“But I can’t write anything other than my heart,” I frowned at the blinking cursor as I tried to come up with something witty yet unrelated to my passion for the garden.
But how is that possible when that’s where He speaks to me? How can I skim over such a love when the garden is where He led me during my season of dark days; a time when each ran together, one after the other, like a stream of muddied watercolors? Days when my words only happened across the page in scant doses; like beads dripping from a broken string.
She’s faded somewhat over the years, but I can still remember that bumbling housewife hanging out in her house, sort of depressed, sort of down, sort of a cup-half- empty kind of gal who had no clear vision beyond the four walls that enclosed her spirit and hushed her dreams. She went mechanically about her days, picking up, dropping off, cleaning, wiping, comforting, scrubbing and sweeping and only reading about a life of anything more. Soon, there was less distance between those four walls and her world felt small and insignificant.
That’s when He called me, that housewife, out of the shadows and into the light and gave me new purpose just beyond the squeaky garden gate. It was in those days of bringing my little space back to life after a season of neglect that somehow breathed new life in my heart and awakened my spirit…how can I not share that? It seems when I tap into the deepest parts of me, I pull from those days spent on my knees in the dirt with a garden trowel in my hand keenly aware of the voice of God heard above the trickling water fountain, the unexpected wing flutters of visiting golden finches.
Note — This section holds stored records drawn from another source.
//! docsite-nav: renders the documentation table of contents.
//!
//! The navigation is an immutable [`NavigationConfig`] built once at startup and passed
//! to the renderer explicitly. Groups and links are emitted in configuration order.
//!
//! ```rust
//! use docsite_nav::{NavigationConfig, Mounted, render_into};
//!
//! let config = NavigationConfig::from_toml_str(r#"
//!     [[groups]]
//!     title = "Getting started"
//!     links = [{ title = "Quick start", href = "/pages/quick-start.html" }]
//! "#)?;
//!
//! let page = r#"<body><nav id="nav-tree"></nav></body>"#;
//! let (html, mounted) = render_into(page, "nav-tree", &config);
//! assert_eq!(mounted, Mounted::Inserted);
//! assert!(html.contains("Quick start"));
//! # Ok::<(), docsite_nav::NavError>(())
//! ```

pub mod config;
pub mod error;
pub mod html;
pub mod render;

pub use config::{NavLink, NavigationConfig, NavigationEntry};
pub use error::{NavError, Result};
pub use html::Mounted;
pub use render::{render_into, render_tree};
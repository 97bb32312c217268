//! Configuration for logging and trace export

use std::sync::Arc;

use serde::{Deserialize, Serialize};

/// Receives each formatted log line. Called from the tracing layer; must not block.
pub type LogSink = Arc<dyn Fn(String) + Send + Sync>;

const DEFAULT_SERVICE_NAME: &str = "docsite";

/// Observability configuration
#[derive(Clone)]
pub struct ObservabilityConfig {
    /// Service name for traces (e.g., "docsite-cli", "docsite-relay")
    pub service_name: String,

    /// Service version (optional)
    pub service_version: Option<String>,

    /// OTLP endpoint for trace export (e.g., "http://localhost:4317")
    pub otlp_endpoint: Option<String>,

    /// Enable console/log output in addition to OTLP export
    pub enable_console: bool,

    /// Log level filter (e.g., "info", "debug", "docsite_feedback=trace")
    /// Defaults to "info" if not set
    pub log_level: Option<String>,

    /// Additional resource attributes (key-value pairs)
    pub resource_attributes: Vec<(String, String)>,

    /// Optional sink for each formatted log line. Not serialized.
    pub log_sink: Option<LogSink>,
}

// Arc<dyn Fn> has no serde support, so the sink is skipped by hand.
impl Serialize for ObservabilityConfig {
    fn serialize<S>(&self, serializer: S) -> Result<S::Ok, S::Error>
    where
        S: serde::Serializer,
    {
        use serde::ser::SerializeStruct;
        let mut s = serializer.serialize_struct("ObservabilityConfig", 6)?;
        s.serialize_field("service_name", &self.service_name)?;
        s.serialize_field("service_version", &self.service_version)?;
        s.serialize_field("otlp_endpoint", &self.otlp_endpoint)?;
        s.serialize_field("enable_console", &self.enable_console)?;
        s.serialize_field("log_level", &self.log_level)?;
        s.serialize_field("resource_attributes", &self.resource_attributes)?;
        s.end()
    }
}

impl<'de> Deserialize<'de> for ObservabilityConfig {
    fn deserialize<D>(deserializer: D) -> Result<Self, D::Error>
    where
        D: serde::Deserializer<'de>,
    {
        #[derive(Deserialize)]
        struct ObservabilityConfigDe {
            #[serde(default = "default_service_name")]
            service_name: String,
            service_version: Option<String>,
            otlp_endpoint: Option<String>,
            #[serde(default = "default_console")]
            enable_console: bool,
            log_level: Option<String>,
            #[serde(default)]
            resource_attributes: Vec<(String, String)>,
        }
        fn default_service_name() -> String {
            DEFAULT_SERVICE_NAME.to_string()
        }
        fn default_console() -> bool {
            true
        }
        let de = ObservabilityConfigDe::deserialize(deserializer)?;
        Ok(ObservabilityConfig {
            service_name: de.service_name,
            service_version: de.service_version,
            otlp_endpoint: de.otlp_endpoint,
            enable_console: de.enable_console,
            log_level: de.log_level,
            resource_attributes: de.resource_attributes,
            log_sink: None,
        })
    }
}

impl Default for ObservabilityConfig {
    fn default() -> Self {
        Self {
            service_name: DEFAULT_SERVICE_NAME.to_string(),
            service_version: None,
            otlp_endpoint: None,
            enable_console: true,
            log_level: None,
            resource_attributes: Vec::new(),
            log_sink: None,
        }
    }
}

impl std::fmt::Debug for ObservabilityConfig {
    fn fmt(&self, f: &mut std::fmt::Formatter<'_>) -> std::fmt::Result {
        f.debug_struct("ObservabilityConfig")
            .field("service_name", &self.service_name)
            .field("service_version", &self.service_version)
            .field("otlp_endpoint", &self.otlp_endpoint)
            .field("enable_console", &self.enable_console)
            .field("log_level", &self.log_level)
            .field("resource_attributes", &self.resource_attributes)
            .field("log_sink", &self.log_sink.as_ref().map(|_| "Some(LogSink)"))
            .finish()
    }
}

impl ObservabilityConfig {
    /// Create a new configuration with service name
    pub fn new(service_name: impl Into<String>) -> Self {
        Self {
            service_name: service_name.into(),
            ..Default::default()
        }
    }

    pub fn with_version(mut self, version: impl Into<String>) -> Self {
        self.service_version = Some(version.into());
        self
    }

    pub fn with_otlp_endpoint(mut self, endpoint: impl Into<String>) -> Self {
        self.otlp_endpoint = Some(endpoint.into());
        self
    }

    pub fn with_console(mut self, enable: bool) -> Self {
        self.enable_console = enable;
        self
    }

    pub fn with_log_level(mut self, level: impl Into<String>) -> Self {
        self.log_level = Some(level.into());
        self
    }

    pub fn with_resource_attribute(
        mut self,
        key: impl Into<String>,
        value: impl Into<String>,
    ) -> Self {
        self.resource_attributes.push((key.into(), value.into()));
        self
    }

    pub fn with_log_sink(mut self, sink: LogSink) -> Self {
        self.log_sink = Some(sink);
        self
    }

    /// Build from environment variables
    ///
    /// Reads:
    /// - `OTEL_SERVICE_NAME` or `SERVICE_NAME` → service_name
    /// - `OTEL_SERVICE_VERSION` or `SERVICE_VERSION` → service_version
    /// - `OTEL_EXPORTER_OTLP_ENDPOINT` → otlp_endpoint
    /// - `OTEL_LOG_LEVEL` or `RUST_LOG` → log_level
    pub fn from_env() -> Self {
        Self::from_lookup(|key| std::env::var(key).ok())
    }

    /// Same as [`from_env`](Self::from_env) with an injectable variable lookup.
    pub fn from_lookup<F>(lookup: F) -> Self
    where
        F: Fn(&str) -> Option<String>,
    {
        let service_name = lookup("OTEL_SERVICE_NAME")
            .or_else(|| lookup("SERVICE_NAME"))
            .unwrap_or_else(|| DEFAULT_SERVICE_NAME.to_string());

        let service_version =
            lookup("OTEL_SERVICE_VERSION").or_else(|| lookup("SERVICE_VERSION"));

        // OTLP only when explicitly set; console-only otherwise.
        let otlp_endpoint = lookup("OTEL_EXPORTER_OTLP_ENDPOINT").filter(|v| !v.is_empty());

        let log_level = lookup("OTEL_LOG_LEVEL").or_else(|| lookup("RUST_LOG"));

        Self {
            service_name,
            service_version,
            otlp_endpoint,
            enable_console: true,
            log_level,
            resource_attributes: Vec::new(),
            log_sink: None,
        }
    }
}

#[cfg(test)]
mod tests {
    use super::*;
    use std::collections::HashMap;

    #[test]
    fn test_from_lookup_prefers_otel_names() {
        let vars: HashMap<&str, &str> = [
            ("OTEL_SERVICE_NAME", "docsite-relay"),
            ("SERVICE_NAME", "ignored"),
            ("RUST_LOG", "debug"),
        ]
        .into_iter()
        .collect();
        let config = ObservabilityConfig::from_lookup(|k| vars.get(k).map(|v| v.to_string()));
        assert_eq!(config.service_name, "docsite-relay");
        assert_eq!(config.log_level.as_deref(), Some("debug"));
        assert!(config.otlp_endpoint.is_none());
    }

    #[test]
    fn test_empty_otlp_endpoint_is_ignored() {
        let config = ObservabilityConfig::from_lookup(|k| {
            (k == "OTEL_EXPORTER_OTLP_ENDPOINT").then(String::new)
        });
        assert!(config.otlp_endpoint.is_none());
        assert_eq!(config.service_name, "docsite");
    }

    #[test]
    fn test_serde_skips_sink() {
        let config = ObservabilityConfig::new("svc")
            .with_log_sink(Arc::new(|_line| {}))
            .with_resource_attribute("deployment.environment", "dev");
        let json = serde_json::to_value(&config).unwrap();
        assert!(json.get("log_sink").is_none());
        let back: ObservabilityConfig = serde_json::from_value(json).unwrap();
        assert_eq!(back.service_name, "svc");
        assert!(back.log_sink.is_none());
        assert_eq!(back.resource_attributes.len(), 1);
    }
}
Writing reveals the purist state of one’s heart, don’t you think? It tells the truth of it and reveals our motives. We can’t really pretend to be anything other than who He created us to be, whether in our words or our interaction with others, and that’s okay because you and I fill a space in this world that no one else is qualified to fill. We each have a particular purpose here. He’s given each of us a story to tell – our story, and I have to believe He honors our desire to write it only from the heart.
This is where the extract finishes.